Okay. That's helpful. And then just given that we're seeing kind of a margin shift in terms of the segments from 2Q to 3Q, and you noted a lot of the reasons why, but it does feel like there are quite a few moving pieces. Maybe you could just talk about how you're thinking about the kind of longer-term target margin profile of each of the divisions?

 

David Morris:

You want it gross or operating? I guess I'll pick operating margins.

 

Noelle Diltz:

Operating is better, yes.

 

David Morris:

Yes, I would expect the Infrastructure Solutions platform to be north of 12% to 13%, longer-term.
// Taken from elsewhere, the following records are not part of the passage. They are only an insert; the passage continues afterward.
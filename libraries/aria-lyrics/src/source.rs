//! Lyrics retrieval trait

use async_trait::async_trait;

use crate::error::Result;

/// Asynchronous provider of raw lyrics text
///
/// `Ok(None)` means the provider definitively has no lyrics for the
/// song; errors are reserved for transport or provider failures. The
/// returned text may be plain lines or LRC.
#[async_trait]
pub trait LyricsSource: Send + Sync {
    /// Fetch raw lyrics text for a song
    async fn fetch(&self, song_id: &str) -> Result<Option<String>>;
}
For the Corrosion Protection platform, we're targeting high-single digits, and then the Energy Services business, somewhere in probably the 3% to 5% range.

 

Chuck Gordon:

And we're excited, Noelle, because we would expect, even with maybe some of the subsidies gone, that the Corrpro business is up to mid-single digits and certainly we expect long-term for that business to continue to improve, but it's a heck of a lot better performance than it was over the last couple of years and that's been over really the last couple of quarters.

 

David Morris:

And then, Noelle, the corporate or the Aegion consolidated operating margin would be north of 10%.

 

Noelle Diltz:

Okay, great. That's helpful.

 

Operator:

(Operator Instructions) I’m showing no further questions at this time. I would now like to turn the conference back to Chuck Gordon.

 

Chuck Gordon:

Thank you, Operator. I want to thank our global workforce that continues to remain committed to safety and operational excellence in the face of significant disruption. I'm proud of our position today and confident in our ability to emerge from these market challenges stronger and poised for future growth. I look forward to providing more updates on the business in the coming months. Thanks for joining us.

 

Operator:

Ladies and gentlemen, this concludes today’s conference call. Thank you for participating and have a wonderful day. You may all disconnect.